In a victim impact report, the boy’s mother outlined the nature of the impact which caused her to be knocked to the ground and the buggy, with the baby inside, to be “swept away”.

The child was understandably terrified and was crying uncontrollably, the judge said.

Ms Justice Kennedy said Murphy had 104 previous convictions including two “hit and run” convictions.

His solicitor had contacted the gardaí early to indicate Murphy’s intention to plead guilty and he himself wrote a letter from Cork Prison a week after he was remanded in custody. He did not seek bail. While in prison, he underwent a methadone programme and at the time of sentence was an “enhanced prisoner”.

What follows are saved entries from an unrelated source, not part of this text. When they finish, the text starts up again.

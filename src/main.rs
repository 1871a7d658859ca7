use anyhow::Result;
use belweather::{BelWeatherConfig, WeatherResolver, logging, web};

#[tokio::main]
async fn main() -> Result<()> {
    let config = BelWeatherConfig::load()?;
    logging::init(&config.logging)?;

    tracing::info!("Starting BelWeather {}", belweather::VERSION);
    let resolver = WeatherResolver::from_config(&config.weather)?;
    tracing::info!("Serving {} regions", resolver.regions().len());

    web::run(&config.server, resolver).await?;
    Ok(())
}
//! JSON web layer over the weather resolver

use std::sync::Arc;

use axum::{
    Json, Router,
    extract::{Path, Query, State},
    response::{IntoResponse, Response},
    routing::get,
};
use serde::{Deserialize, Serialize};
use tower_http::cors::{Any, CorsLayer};
use tower_http::trace::TraceLayer;

use crate::Result;
use crate::config::ServerConfig;
use crate::error::ResolveError;
use crate::models::{Region, WeatherResult};
use crate::resolver::WeatherResolver;

#[derive(Serialize, Deserialize)]
pub struct ApiError {
    pub error: String,
}

#[derive(Deserialize)]
pub struct WeatherQuery {
    pub region: Option<String>,
}

impl IntoResponse for ResolveError {
    fn into_response(self) -> Response {
        let status = self.status_code();
        let error = match &self {
            ResolveError::InvalidInput { message } => message.clone(),
            ResolveError::UpstreamUnavailable { .. } => self.user_message(),
        };
        (status, Json(ApiError { error })).into_response()
    }
}

pub fn router(resolver: Arc<WeatherResolver>) -> Router {
    let cors = CorsLayer::new()
        .allow_origin(Any)
        .allow_methods(Any)
        .allow_headers(Any);

    let api = Router::new()
        .route("/regions", get(get_regions))
        .route("/weather", get(get_weather_by_query))
        .route("/weather/{region}", get(get_weather));

    Router::new()
        .route("/health", get(health))
        .nest("/api", api)
        .layer(TraceLayer::new_for_http())
        .layer(cors)
        .with_state(resolver)
}

pub async fn run(config: &ServerConfig, resolver: WeatherResolver) -> Result<()> {
    let app = router(Arc::new(resolver));

    let addr = format!("{}:{}", config.host, config.port);
    let listener = tokio::net::TcpListener::bind(&addr)
        .await
        .inspect_err(|e| tracing::error!("Failed to bind {}: {}", addr, e))?;
    tracing::info!("Web server running at http://{}", addr);
    axum::serve(listener, app).await?;
    Ok(())
}

async fn health() -> &'static str {
    "ok"
}

async fn get_regions(State(resolver): State<Arc<WeatherResolver>>) -> Json<Vec<Region>> {
    Json(resolver.regions().sorted().into_iter().cloned().collect())
}

async fn get_weather(
    State(resolver): State<Arc<WeatherResolver>>,
    Path(region): Path<String>,
) -> Result<Json<WeatherResult>, ResolveError> {
    resolver.resolve(&region).await.map(Json)
}

async fn get_weather_by_query(
    State(resolver): State<Arc<WeatherResolver>>,
    Query(query): Query<WeatherQuery>,
) -> Result<Json<WeatherResult>, ResolveError> {
    resolver
        .resolve_input(query.region.as_deref())
        .await
        .map(Json)
}
//! Configuration structs

mod app_config;

pub use app_config::{
    AppSettings, BridgeConfig, ConfigError, DeliveryConfig, Environment, GatewayConfig,
    PlatformConfig, RelayConfig,
};
//! Relay handler
//!
//! Logs application frames and, when a relay channel is configured, mirrors
//! chat messages into it. Edits of a mirrored message update the mirror.

use super::MessageHandler;
use crate::events::{ApplicationFrame, MessageEvent};
use async_trait::async_trait;
use bridge_delivery::{DeliveryQueue, OutboundMessage};
use std::collections::HashMap;
use std::sync::Mutex;

const UPDATED_MESSAGE: &str = "updated_message";

pub struct RelayHandler {
    queue: DeliveryQueue,
    channel_id: Option<String>,
    /// Source msg_id -> header line of its mirror
    mirrored: Mutex<HashMap<String, String>>,
}

impl RelayHandler {
    pub fn new(queue: DeliveryQueue, channel_id: Option<String>) -> Self {
        Self {
            queue,
            channel_id,
            mirrored: Mutex::new(HashMap::new()),
        }
    }

    fn mirror_message(&self, channel: &str, event: &MessageEvent) {
        // Never echo the relay channel into itself
        if event.target_id == channel || event.msg_id.is_empty() {
            return;
        }

        let header = header_line(event);
        let message = OutboundMessage::kmarkdown(channel, format!("{header}\n{}", event.content))
            .with_correlation_id(event.msg_id.as_str());

        if let Ok(mut mirrored) = self.mirrored.lock() {
            mirrored.insert(event.msg_id.clone(), header);
        }
        self.queue.enqueue(message);
    }

    fn mirror_update(&self, channel: &str, event: &MessageEvent) {
        let (Some(msg_id), Some(content)) =
            (event.event_body_str("msg_id"), event.event_body_str("content"))
        else {
            tracing::debug!(body = %event.extra.body, "Update event without message body");
            return;
        };

        let header = match self.mirrored.lock() {
            Ok(mirrored) => mirrored.get(msg_id).cloned(),
            Err(_) => None,
        };
        let Some(header) = header else {
            tracing::debug!(msg_id, "Update of a message that was never mirrored");
            return;
        };

        let message = OutboundMessage::kmarkdown(channel, format!("{header}\n{content}"))
            .with_correlation_id(msg_id);
        self.queue.enqueue(message);
    }
}

#[async_trait]
impl MessageHandler for RelayHandler {
    async fn handle(&self, frame: ApplicationFrame) {
        let Some(event) = frame.message() else {
            tracing::debug!(sequence = frame.sequence, "Ignoring non-message frame");
            return;
        };

        if event.is_from_automation() {
            tracing::trace!(msg_id = %event.msg_id, "Ignoring automated message");
            return;
        }

        match event.system_event_type() {
            Some(UPDATED_MESSAGE) => {
                tracing::debug!(sequence = frame.sequence, body = %event.extra.body, "Message updated");
                if let Some(channel) = &self.channel_id {
                    self.mirror_update(channel, &event);
                }
            }
            Some(event_type) => {
                tracing::debug!(sequence = frame.sequence, event_type, "System event");
            }
            None => {
                tracing::info!(
                    sequence = frame.sequence,
                    channel_id = %event.target_id,
                    author_id = %event.author_id,
                    msg_id = %event.msg_id,
                    "Chat message"
                );
                if let Some(channel) = &self.channel_id {
                    self.mirror_message(channel, &event);
                }
            }
        }
    }
}

fn header_line(event: &MessageEvent) -> String {
    let author = event
        .extra
        .author
        .as_ref()
        .map(|a| a.nickname.clone().filter(|n| !n.is_empty()).unwrap_or_else(|| a.username.clone()))
        .filter(|name| !name.is_empty())
        .unwrap_or_else(|| event.author_id.clone());

    match &event.extra.channel_name {
        Some(channel) => format!("**{author}** in #{channel}"),
        None => format!("**{author}**"),
    }
}
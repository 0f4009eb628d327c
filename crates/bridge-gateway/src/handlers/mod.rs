//! Message handlers
//!
//! The gateway hands every application frame to a [`MessageHandler`]. Handlers
//! own their error handling; nothing they do can fail the gateway loop.

mod relay;

pub use relay::RelayHandler;

use crate::events::ApplicationFrame;
use async_trait::async_trait;

/// Consumer of application frames
///
/// Frames arrive one at a time, in sequence order, without duplicates.
#[async_trait]
pub trait MessageHandler: Send + Sync + 'static {
    async fn handle(&self, frame: ApplicationFrame);
}
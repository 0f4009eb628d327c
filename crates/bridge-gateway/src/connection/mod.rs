//! Connection management
//!
//! Connection state, the resumable session, its durable store and the heartbeat scheduler.

mod heartbeat;
mod session;
mod state;
mod store;

pub use heartbeat::{sleep_until_deadline, HeartbeatAction, HeartbeatScheduler};
pub use session::Session;
pub use state::ConnectionState;
pub use store::{FileSessionStore, MemorySessionStore, SessionStore, SessionStoreError};
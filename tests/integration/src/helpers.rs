//! Test helpers for integration tests
//!
//! Provides the mock platform server, a recording message handler and
//! polling utilities.

use std::collections::{HashMap, VecDeque};
use std::io::Write;
use std::net::SocketAddr;
use std::sync::atomic::{AtomicBool, Ordering};
use std::sync::{Arc, Mutex};
use std::time::Duration;

use anyhow::Result;
use async_trait::async_trait;
use axum::extract::ws::{Message, WebSocket, WebSocketUpgrade};
use axum::extract::{Query, State};
use axum::http::{HeaderMap, Uri};
use axum::response::IntoResponse;
use axum::routing::{get, post};
use axum::{Json, Router};
use bridge_common::{GatewayConfig, PlatformClient, PlatformConfig};
use bridge_gateway::client::HttpDiscovery;
use bridge_gateway::connection::{FileSessionStore, SessionStore};
use bridge_gateway::events::ApplicationFrame;
use bridge_gateway::handlers::MessageHandler;
use bridge_gateway::{GatewayClient, GatewayHandle};
use flate2::write::ZlibEncoder;
use flate2::Compression;
use futures_util::{SinkExt, StreamExt};
use serde_json::{json, Value};
use tokio::net::TcpListener;
use tokio::task::JoinHandle;

use crate::fixtures::{hello, unique_suffix, ConnectionScript};

/// Token the mock expects in `Authorization: Bot <token>`
pub const TEST_TOKEN: &str = "test-token";

/// One WebSocket connection accepted by the mock gateway
#[derive(Debug, Clone, Default)]
pub struct ConnectionRecord {
    /// Query string of the upgrade request
    pub query: HashMap<String, String>,
    /// Frames received from the client, decoded
    pub received: Vec<Value>,
}

/// One call to the mock message API
#[derive(Debug, Clone)]
pub struct ApiRequestRecord {
    pub path: String,
    pub authorization: Option<String>,
    pub body: Value,
}

#[derive(Default)]
struct Recorded {
    scripts: VecDeque<ConnectionScript>,
    connections: Vec<ConnectionRecord>,
    api_responses: VecDeque<Value>,
    api_requests: Vec<ApiRequestRecord>,
    discovery_calls: Vec<Option<String>>,
    forwarded: Vec<Value>,
}

#[derive(Clone)]
struct MockState {
    addr: SocketAddr,
    auto_pong: Arc<AtomicBool>,
    recorded: Arc<Mutex<Recorded>>,
}

impl MockState {
    fn with<T>(&self, f: impl FnOnce(&mut Recorded) -> T) -> T {
        let mut recorded = self.recorded.lock().unwrap();
        f(&mut recorded)
    }
}

/// In-process stand-in for the platform
pub struct MockPlatform {
    pub addr: SocketAddr,
    state: MockState,
    _handle: JoinHandle<()>,
}

impl MockPlatform {
    /// Start the mock on an ephemeral port
    pub async fn start() -> Result<Self> {
        let listener = TcpListener::bind(SocketAddr::from(([127, 0, 0, 1], 0))).await?;
        let addr = listener.local_addr()?;

        let state = MockState {
            addr,
            auto_pong: Arc::new(AtomicBool::new(true)),
            recorded: Arc::new(Mutex::new(Recorded::default())),
        };

        let app = Router::new()
            .route("/api/v3/gateway/index", get(discovery))
            .route("/api/v3/message/create", post(message_api))
            .route("/api/v3/message/update", post(message_api))
            .route("/forward", post(forward))
            .route("/gateway", get(gateway))
            .with_state(state.clone());

        let handle = tokio::spawn(async move {
            axum::serve(listener, app).await.ok();
        });

        Ok(Self {
            addr,
            state,
            _handle: handle,
        })
    }

    pub fn base_url(&self) -> String {
        format!("http://{}", self.addr)
    }

    pub fn api_base_url(&self) -> String {
        format!("{}/api/v3", self.base_url())
    }

    /// Platform settings pointing at the mock
    pub fn platform_config(&self) -> PlatformConfig {
        PlatformConfig {
            api_base_url: self.api_base_url(),
            token: TEST_TOKEN.to_string(),
            ..PlatformConfig::default()
        }
    }

    /// Queue the behaviour of the next accepted connection.
    ///
    /// Unscripted connections receive an accepted hello.
    pub fn script_connection(&self, script: ConnectionScript) {
        self.state.with(|r| r.scripts.push_back(script));
    }

    /// Queue the body returned by the next message API call
    pub fn script_api_response(&self, body: Value) {
        self.state.with(|r| r.api_responses.push_back(body));
    }

    /// Answer heartbeats with pongs (on by default)
    pub fn set_auto_pong(&self, enabled: bool) {
        self.state.auto_pong.store(enabled, Ordering::SeqCst);
    }

    pub fn connections(&self) -> Vec<ConnectionRecord> {
        self.state.with(|r| r.connections.clone())
    }

    pub fn api_requests(&self) -> Vec<ApiRequestRecord> {
        self.state.with(|r| r.api_requests.clone())
    }

    /// `Authorization` header of every discovery call
    pub fn discovery_calls(&self) -> Vec<Option<String>> {
        self.state.with(|r| r.discovery_calls.clone())
    }

    pub fn forwarded(&self) -> Vec<Value> {
        self.state.with(|r| r.forwarded.clone())
    }
}

fn authorization(headers: &HeaderMap) -> Option<String> {
    headers
        .get("authorization")
        .and_then(|v| v.to_str().ok())
        .map(str::to_string)
}

async fn discovery(State(state): State<MockState>, headers: HeaderMap) -> Json<Value> {
    state.with(|r| r.discovery_calls.push(authorization(&headers)));
    Json(json!({
        "code": 0,
        "message": "操作成功",
        "data": {"url": format!("ws://{}/gateway?compress=1", state.addr)},
    }))
}

async fn message_api(
    State(state): State<MockState>,
    uri: Uri,
    headers: HeaderMap,
    Json(body): Json<Value>,
) -> Json<Value> {
    let path = uri.path().to_string();
    let is_update = path.ends_with("/update");
    let response = state.with(|r| {
        r.api_requests.push(ApiRequestRecord {
            path,
            authorization: authorization(&headers),
            body,
        });
        r.api_responses.pop_front()
    });

    // Updates answer with an empty data object
    let data = if is_update {
        json!({})
    } else {
        json!({"msg_id": format!("k-{}", unique_suffix())})
    };
    Json(response.unwrap_or_else(|| json!({"code": 0, "message": "操作成功", "data": data})))
}

async fn forward(State(state): State<MockState>, Json(body): Json<Value>) -> Json<Value> {
    state.with(|r| r.forwarded.push(body));
    Json(json!({"code": 0, "message": "", "data": {"msg_id": "forwarded"}}))
}

async fn gateway(
    State(state): State<MockState>,
    Query(query): Query<HashMap<String, String>>,
    ws: WebSocketUpgrade,
) -> impl IntoResponse {
    ws.on_upgrade(move |socket| serve_connection(state, query, socket))
}

async fn serve_connection(state: MockState, query: HashMap<String, String>, socket: WebSocket) {
    let (index, script) = state.with(|r| {
        r.connections.push(ConnectionRecord {
            query,
            received: Vec::new(),
        });
        let index = r.connections.len() - 1;
        let script = r.scripts.pop_front().unwrap_or_else(|| {
            ConnectionScript::new().frame(hello(&format!("mock-session-{index}")))
        });
        (index, script)
    });

    let (mut sink, mut stream) = socket.split();

    for frame in &script.frames {
        if sink.send(Message::Binary(zlib(frame))).await.is_err() {
            return;
        }
    }
    if script.close_after {
        let _ = sink.close().await;
        return;
    }

    while let Some(Ok(message)) = stream.next().await {
        let Message::Text(text) = message else {
            continue;
        };
        let Ok(frame) = serde_json::from_str::<Value>(&text) else {
            continue;
        };

        let is_ping = frame["s"] == 2;
        state.with(|r| r.connections[index].received.push(frame));

        if is_ping
            && state.auto_pong.load(Ordering::SeqCst)
            && sink.send(Message::Binary(zlib(&json!({"s": 3})))).await.is_err()
        {
            return;
        }
    }
}

/// zlib-compress a frame the way the gateway does
pub fn zlib(frame: &Value) -> Vec<u8> {
    let mut encoder = ZlibEncoder::new(Vec::new(), Compression::default());
    encoder.write_all(frame.to_string().as_bytes()).unwrap();
    encoder.finish().unwrap()
}

// ============================================================================
// Message handler
// ============================================================================

/// Handler that records every frame it is given
#[derive(Default)]
pub struct RecordingHandler {
    frames: Mutex<Vec<ApplicationFrame>>,
}

impl RecordingHandler {
    pub fn new() -> Arc<Self> {
        Arc::new(Self::default())
    }

    pub fn frames(&self) -> Vec<ApplicationFrame> {
        self.frames.lock().unwrap().clone()
    }

    pub fn sequences(&self) -> Vec<Option<u64>> {
        self.frames().iter().map(|f| f.sequence).collect()
    }
}

#[async_trait]
impl MessageHandler for RecordingHandler {
    async fn handle(&self, frame: ApplicationFrame) {
        self.frames.lock().unwrap().push(frame);
    }
}

// ============================================================================
// Gateway client
// ============================================================================

/// A gateway client running against the mock
pub struct RunningGateway {
    pub handle: GatewayHandle,
    pub store: Arc<FileSessionStore>,
    task: JoinHandle<()>,
}

impl RunningGateway {
    /// Request shutdown and wait for the client to stop
    pub async fn stop(self) -> Result<()> {
        self.handle.shutdown();
        tokio::time::timeout(WAIT, self.task).await??;
        Ok(())
    }
}

/// Start a client that discovers its endpoint through the mock
pub async fn spawn_gateway(
    mock: &MockPlatform,
    config: GatewayConfig,
    handler: Arc<dyn MessageHandler>,
) -> Result<RunningGateway> {
    let platform = PlatformClient::new(&mock.platform_config())?;
    let discovery = Arc::new(HttpDiscovery::new(platform, config.compress));
    let store = Arc::new(FileSessionStore::new(config.session_file.clone()));

    let client = GatewayClient::new(
        config,
        discovery,
        Arc::clone(&store) as Arc<dyn SessionStore>,
        handler,
    )
    .await;
    let handle = client.handle();
    let task = tokio::spawn(client.run());

    Ok(RunningGateway {
        handle,
        store,
        task,
    })
}

// ============================================================================
// Polling
// ============================================================================

/// Poll `condition` until it holds or `timeout` elapses
pub async fn eventually(timeout: Duration, condition: impl Fn() -> bool) -> bool {
    let deadline = tokio::time::Instant::now() + timeout;
    loop {
        if condition() {
            return true;
        }
        if tokio::time::Instant::now() >= deadline {
            return false;
        }
        tokio::time::sleep(Duration::from_millis(10)).await;
    }
}

/// Default wait for asynchronous effects
pub const WAIT: Duration = Duration::from_secs(5);
//! Tracing and logging setup
//!
//! Configures the `tracing` subscriber with environment-based filtering.

use crate::config::Environment;
use tracing::Level;
use tracing_subscriber::{
    fmt::{self, format::FmtSpan},
    layer::SubscriberExt,
    util::{SubscriberInitExt, TryInitError},
    EnvFilter,
};

/// Tracing configuration options
#[derive(Debug, Clone)]
pub struct TracingConfig {
    /// Log level filter (e.g., "info", "debug", "trace")
    pub level: Level,
    /// Enable JSON output format
    pub json: bool,
    /// Include span events (new, close)
    pub span_events: bool,
    /// Include file and line numbers
    pub file_line: bool,
    /// Include thread names
    pub thread_names: bool,
}

impl Default for TracingConfig {
    fn default() -> Self {
        Self {
            level: Level::INFO,
            json: false,
            span_events: false,
            file_line: true,
            thread_names: false,
        }
    }
}

impl TracingConfig {
    /// Create a development configuration with debug logging
    #[must_use]
    pub fn development() -> Self {
        Self {
            level: Level::DEBUG,
            json: false,
            span_events: true,
            file_line: true,
            thread_names: true,
        }
    }

    /// Create a production configuration with JSON logging
    #[must_use]
    pub fn production() -> Self {
        Self {
            level: Level::INFO,
            json: true,
            span_events: false,
            file_line: false,
            thread_names: false,
        }
    }

    /// Pick the preset matching the deployment environment
    #[must_use]
    pub fn for_environment(env: Environment) -> Self {
        match env {
            Environment::Development => Self::development(),
            Environment::Staging => Self::default(),
            Environment::Production => Self::production(),
        }
    }

    fn span_events(&self) -> FmtSpan {
        if self.span_events {
            FmtSpan::NEW | FmtSpan::CLOSE
        } else {
            FmtSpan::NONE
        }
    }
}

/// Initialize tracing with the default configuration
///
/// Uses `RUST_LOG` environment variable for filtering if set,
/// otherwise defaults to "info" level. A second call reports
/// [`TracingError::AlreadyInitialized`] instead of panicking.
pub fn try_init_tracing() -> Result<(), TracingError> {
    try_init_tracing_with_config(TracingConfig::default())
}

/// Initialize tracing with a custom configuration
pub fn try_init_tracing_with_config(config: TracingConfig) -> Result<(), TracingError> {
    install(&config).map_err(|_| TracingError::AlreadyInitialized)
}

fn install(config: &TracingConfig) -> Result<(), TryInitError> {
    let env_filter = EnvFilter::try_from_default_env()
        .unwrap_or_else(|_| EnvFilter::new(config.level.to_string()));

    if config.json {
        // JSON format for production/structured logging
        let fmt_layer = fmt::layer()
            .json()
            .with_file(config.file_line)
            .with_line_number(config.file_line)
            .with_thread_names(config.thread_names)
            .with_span_events(config.span_events());

        tracing_subscriber::registry()
            .with(env_filter)
            .with(fmt_layer)
            .try_init()
    } else {
        // Pretty format for development
        let fmt_layer = fmt::layer()
            .with_file(config.file_line)
            .with_line_number(config.file_line)
            .with_thread_names(config.thread_names)
            .with_span_events(config.span_events());

        tracing_subscriber::registry()
            .with(env_filter)
            .with(fmt_layer)
            .try_init()
    }
}

/// Tracing initialization errors
#[derive(Debug, thiserror::Error)]
pub enum TracingError {
    #[error("Tracing subscriber already initialized")]
    AlreadyInitialized,
}
//! Telemetry and tracing setup

mod tracing_setup;

pub use tracing_setup::{try_init_tracing, try_init_tracing_with_config, TracingConfig, TracingError};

Ms Justice Kennedy said it was a “very serious” offence with “almost every conceivable aggravating factor present”.

She said Murphy was intoxicated, was driving while disqualified, had fled the scene and had relevant previous convictions.

The Court of Appeal determined that the headline sentence should have been seven-and-a-half years which was higher than was selected in the Circuit Court.

However, given the mitigating factors that were present, combined with Murphy’s particularly early guilty plea, Ms Justice Kennedy said the overall sentence would ultimately have been the same.

Ms Justice Kennedy, who sat with President of the Court of Appeal Mr Justice George Birmingham and Mr Justice John Edwards, dismissed the appeal.